# $325 less in my wallet now.



## zombieresponder (Aug 20, 2012)

I met the president of the local radio club at a cert class last month and gave him my email. Turned out to be a good thing since he emailed about some equipment for sale. I now have a Kenwood TS-450S. Now I have to spend even more money so I can get on the air.


----------



## k0xxx (Oct 27, 2011)

The 450s is a nice radio, and the price is great for a entry level rig to get on HF. If you have a spot to hang multiband wire antenna, or to place a vertical, then all you need is some coax and a tuner and you're good to go (providing that you have a 20 amp power supply).


----------



## zombieresponder (Aug 20, 2012)

I have coax and lots of space for antennas, but no tuner, antenna, or power supply. I will be using a 12v battery for power, and I'll have to buy a tuner. Looking at antenna designs now since I'll probably build my own. Any recommendations on an antenna switch?


----------



## bacpacker (Jul 15, 2011)

Take a look at this one. If cut very pecisely, it can be ran with no tuner. I've used it and it works pretty well for not much money.

http://www.hamuniverse.com/multidipole.html


----------



## k0xxx (Oct 27, 2011)

A fan dipole is a good way to resonance on a couple of different bands, and they are relatively easy to construct. As for an antenna switch, Daiwa makes some decent switches at reasonable prices. B&W is an older brand and they make high quality switches. I'd recommend staying away from Workman, OPEK, Dosy, and other CB/bargain brands.
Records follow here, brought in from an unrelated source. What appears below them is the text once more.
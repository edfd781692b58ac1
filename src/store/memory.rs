//! In-memory store backing tests. Same trait surface as the Postgres
//! store, plus a lookup counter so tests can assert that malformed
//! requests never reach storage.

use std::sync::atomic::{AtomicI64, AtomicUsize, Ordering};

use async_trait::async_trait;
use chrono::Utc;
use tokio::sync::RwLock;

use crate::errors::AppError;
use crate::models::account::Account;
use crate::store::{AccountStore, NewAccount};

pub struct MemStore {
    accounts: RwLock<Vec<Account>>,
    next_id: AtomicI64,
    lookups: AtomicUsize,
}

impl MemStore {
    pub fn new() -> Self {
        Self {
            accounts: RwLock::new(Vec::new()),
            next_id: AtomicI64::new(1),
            lookups: AtomicUsize::new(0),
        }
    }

    /// Number of by-id / by-number lookups served so far.
    pub fn lookup_count(&self) -> usize {
        self.lookups.load(Ordering::SeqCst)
    }
}

#[async_trait]
impl AccountStore for MemStore {
    async fn get_accounts(&self) -> Result<Vec<Account>, AppError> {
        Ok(self.accounts.read().await.clone())
    }

    async fn get_account_by_id(&self, id: i64) -> Result<Account, AppError> {
        self.lookups.fetch_add(1, Ordering::SeqCst);
        self.accounts
            .read()
            .await
            .iter()
            .find(|a| a.id == id)
            .cloned()
            .ok_or(AppError::AccountNotFound)
    }

    async fn get_account_by_number(&self, number: i64) -> Result<Account, AppError> {
        self.lookups.fetch_add(1, Ordering::SeqCst);
        self.accounts
            .read()
            .await
            .iter()
            .find(|a| a.number == number)
            .cloned()
            .ok_or(AppError::AccountNotFound)
    }

    async fn create_account(&self, new: NewAccount) -> Result<Account, AppError> {
        let mut accounts = self.accounts.write().await;
        if accounts.iter().any(|a| a.number == new.number) {
            return Err(AppError::DuplicateNumber);
        }
        let account = Account {
            id: self.next_id.fetch_add(1, Ordering::SeqCst),
            first_name: new.first_name,
            last_name: new.last_name,
            number: new.number,
            password_hash: new.password_hash,
            balance: 0,
            created_at: Utc::now(),
        };
        accounts.push(account.clone());
        Ok(account)
    }

    async fn delete_account(&self, id: i64) -> Result<(), AppError> {
        let mut accounts = self.accounts.write().await;
        let before = accounts.len();
        accounts.retain(|a| a.id != id);
        if accounts.len() == before {
            return Err(AppError::AccountNotFound);
        }
        Ok(())
    }
}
Most of them may be fine at 4 watts output, but may eventually fail at 100w.

Using a battery is fine, but keep an eye that the voltage doesn't get too low while you're transmitting. Most tranceivers will just shut off at low voltage, but some can suffer damage.

You were quicker than me *bacpacker*. That's what I was talking about. :?)


----------



## zombieresponder (Aug 20, 2012)

I'll have the battery on a charger, and for no more than I'll likely TX on it, I doubt that the voltage would ever drop enough to create a problem. I may actually kill two birds with one stone on this and create a battery bank to use as backup power for everything else as well.

Thanks for the recommendations.


----------